Top of Exercise inputs
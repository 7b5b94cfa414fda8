//! Backend driver factories.
//!
//! Each backend registers one factory per device kind it supports. A factory turns a
//! [`DeviceId`] into a live driver or rejects it with a reason; the registry is the
//! only place where backend keys are resolved.

use std::collections::HashMap;

use crate::device::{DeviceId, DeviceKind};
use crate::drivers::AnyDriver;
use crate::error::{AppResult, ImagingError};

/// Builds a driver for an identity, or explains why the backend rejects it.
pub type DriverFactory = Box<dyn Fn(&DeviceId) -> anyhow::Result<AnyDriver> + Send + Sync>;

/// Maps `(kind, backend key)` to the factory that builds drivers for it.
pub struct DriverRegistry {
    factories: HashMap<(DeviceKind, String), DriverFactory>,
}

impl Default for DriverRegistry {
    fn default() -> Self {
        Self::new()
    }
}

impl DriverRegistry {
    /// An empty registry.
    pub fn new() -> Self {
        Self {
            factories: HashMap::new(),
        }
    }

    /// A registry with the simulator backend (`sim`) registered for every kind.
    pub fn with_simulators() -> Self {
        let mut registry = Self::new();
        crate::hardware::sim::register(&mut registry);
        registry
    }

    /// Register (or replace) the factory for `kind` on `backend_key`.
    pub fn register<F>(&mut self, kind: DeviceKind, backend_key: impl Into<String>, factory: F)
    where
        F: Fn(&DeviceId) -> anyhow::Result<AnyDriver> + Send + Sync + 'static,
    {
        self.factories
            .insert((kind, backend_key.into()), Box::new(factory));
    }

    /// Whether a factory is registered for `kind` on `backend_key`
    pub fn supports(&self, kind: DeviceKind, backend_key: &str) -> bool {
        self.factories
            .contains_key(&(kind, backend_key.to_string()))
    }

    /// Backend keys able to instantiate `kind`, sorted.
    pub fn backends_for(&self, kind: DeviceKind) -> Vec<&str> {
        let mut keys: Vec<&str> = self
            .factories
            .keys()
            .filter(|(k, _)| *k == kind)
            .map(|(_, key)| key.as_str())
            .collect();
        keys.sort_unstable();
        keys
    }

    /// Instantiate a driver for `device`, calling exactly one factory.
    pub fn instantiate(&self, device: &DeviceId) -> AppResult<AnyDriver> {
        let instantiation_error = |reason: String| ImagingError::DriverInstantiation {
            device: device.encode(),
            reason,
        };

        let factory = self
            .factories
            .get(&(device.kind(), device.backend_key().to_string()))
            .ok_or_else(|| {
                instantiation_error(format!(
                    "no '{}' factory registered for backend '{}'",
                    device.kind(),
                    device.backend_key()
                ))
            })?;

        let driver = factory(device).map_err(|err| instantiation_error(format!("{:#}", err)))?;
        if driver.kind() != device.kind() {
            return Err(instantiation_error(format!(
                "backend returned a {} driver",
                driver.kind()
            )));
        }

        tracing::debug!(device = %device, "Driver instantiated");
        Ok(driver)
    }
}
//! Device identity, driver factories and the controllable-device wrapper.

pub mod controllable;
pub mod identity;
pub mod registry;

pub use controllable::Controllable;
pub use identity::{DeviceId, DeviceKind};
pub use registry::{DriverFactory, DriverRegistry};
Bottom of Exercise inputs
• **Your assignment**
Among the lines above, return those that hold the word "rejects".

• **Answer section**
//! [`DeviceId`] into a live driver or rejects it with a reason; the registry is the
/// Builds a driver for an identity, or explains why the backend rejects it.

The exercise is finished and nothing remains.